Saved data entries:
• • •

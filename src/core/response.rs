//! 核心响应处理模块

use axum::{
    http::StatusCode,
    response::{IntoResponse, Response},
    Json,
};
use serde::{Deserialize, Serialize};

/// API 响应结构
///
/// 响应体内嵌 `statusCode`，与 HTTP 状态码保持一致。
#[derive(Debug, Serialize, Deserialize)]
#[serde(rename_all = "camelCase")]
pub struct ApiResponse<T> {
    pub status_code: u16,
    pub message: String,
    #[serde(skip_serializing_if = "Option::is_none")]
    pub data: Option<T>,
}

impl<T> ApiResponse<T> {
    pub fn ok(message: &str, data: T) -> Self {
        Self {
            status_code: StatusCode::OK.as_u16(),
            message: message.to_string(),
            data: Some(data),
        }
    }
}

impl ApiResponse<()> {
    /// 不带 data 字段的响应
    pub fn message(status: StatusCode, message: &str) -> Self {
        Self {
            status_code: status.as_u16(),
            message: message.to_string(),
            data: None,
        }
    }
}

impl<T: Serialize> IntoResponse for ApiResponse<T> {
    fn into_response(self) -> Response {
        let status =
            StatusCode::from_u16(self.status_code).unwrap_or(StatusCode::INTERNAL_SERVER_ERROR);
        (status, Json(self)).into_response()
    }
}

• • •

_About this exercise_:
Output all of the data exactly.

_Problem solution_:
filename src/core/response.rs
//! 核心响应处理模块

use axum::{
    http::StatusCode,
    response::{IntoResponse, Response},
    Json,
};
use serde::{Deserialize, Serialize};

/// API 响应结构
///
/// 响应体内嵌 `statusCode`，与 HTTP 状态码保持一致。
#[derive(Debug, Serialize, Deserialize)]
#[serde(rename_all = "camelCase")]
pub struct ApiResponse<T> {
    pub status_code: u16,
    pub message: String,
    #[serde(skip_serializing_if = "Option::is_none")]
    pub data: Option<T>,
}

impl<T> ApiResponse<T> {
    pub fn ok(message: &str, data: T) -> Self {
        Self {
            status_code: StatusCode::OK.as_u16(),
            message: message.to_string(),
            data: Some(data),
        }
    }
}

impl ApiResponse<()> {
    /// 不带 data 字段的响应
    pub fn message(status: StatusCode, message: &str) -> Self {
        Self {
            status_code: status.as_u16(),
            message: message.to_string(),
            data: None,
        }
    }
}

impl<T: Serialize> IntoResponse for ApiResponse<T> {
    fn into_response(self) -> Response {
        let status =
            StatusCode::from_u16(self.status_code).unwrap_or(StatusCode::INTERNAL_SERVER_ERROR);
        (status, Json(self)).into_response()
    }
}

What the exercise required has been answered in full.